Further details are available in the full OECD publication, including sections such as “1.1 Disease diagnosis,” which illustrate how governance gaps can affect validation and accountability for AI-based medical diagnosis.

 

Building Trust Through International Standards

To address governance challenges, the OECD points to the growing importance of international standards in supporting trustworthy AI adoption. Standards can provide consistent guidance on system design, risk management, and lifecycle oversight—helping organizations evaluate AI models used for accurate medical diagnosis, predictive analytics, and AI-enabled healthcare operations.

One such framework is ISO/IEC 42001, which focuses on AI management systems and supports organizations in establishing structured governance processes. These standards are increasingly seen as foundational tools for aligning innovation with regulatory expectations, research outcomes, and safer deployment in real-world clinical workflows.

In parallel, global organizations such as the World Health Organization have issued guidance on ethical AI use in healthcare, emphasizing transparency, inclusivity, and patient safety.

The findings place growing pressure on healthcare providers, MedTech companies, and policymakers to act in favor of strengthening governance structures. As AI adoption scales, expectations around compliance and accountability are also rising—covering everything from AI-based research to deployment in frontline settings, including surgeries, imaging, and triage.
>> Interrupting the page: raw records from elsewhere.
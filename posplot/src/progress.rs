/// Hook invoked by the driver at fixed sub-phase checkpoints when
/// `SHOW_PROGRESS` is set on the config's flags. Rendering a bar or
/// percentage from these calls is the caller's responsibility.
pub type ProgressCallback<'a> = dyn Fn(u8, u64, u64) + Send + Sync + 'a;

#[derive(Clone, Copy, Debug, Default, PartialEq, Eq)]
pub struct Progress {
  pub phase: u8,
  pub n: u64,
  pub max_n: u64,
}

pub(crate) fn report(cb: Option<&ProgressCallback>, phase: u8, n: u64, max_n: u64) {
  if let Some(cb) = cb {
    cb(phase, n, max_n);
  }
}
For organizations operating across borders, fragmented regulatory environments further complicate deployment strategies. Aligning with emerging global standards and frameworks is becoming essential to ensure both compliance and interoperability, particularly for AI-driven healthcare decision-making systems that influence resource allocation and care prioritization versus human schedulers.

As governance gaps become more visible, there is increasing demand for independent assurance, risk assessment, and conformity evaluation services. These capabilities are expected to play a key role in helping organizations validate AI systems, document model behavior, and prepare for evolving regulatory requirements—especially where natural language processing tools (including chatgpt-style interfaces) are introduced into clinical informatics or patient-facing workflows.

This aligns with broader industry trends toward responsible AI adoption, where trust, safety, transparency, privacy, and trustworthy AI are becoming central to long-term success, alongside measurable improvements in research outcomes.

The OECD report underscores a critical reality: while artificial intelligence in health continues to scale rapidly—from AI-driven drug discovery and pharmaceutical development processes to AI-based medical diagnosis and AI-enabled healthcare operations—governance frameworks must catch up to ensure safe and effective implementation.

Closing this gap will require coordinated efforts across governments, industry stakeholders, and standards bodies, supported by strong clinical informatics practices, data integration, and ongoing monitoring. As healthcare systems continue to adopt AI-driven solutions, establishing robust governance will be essential to maintaining public trust and delivering sustainable innovation with real transformative potential.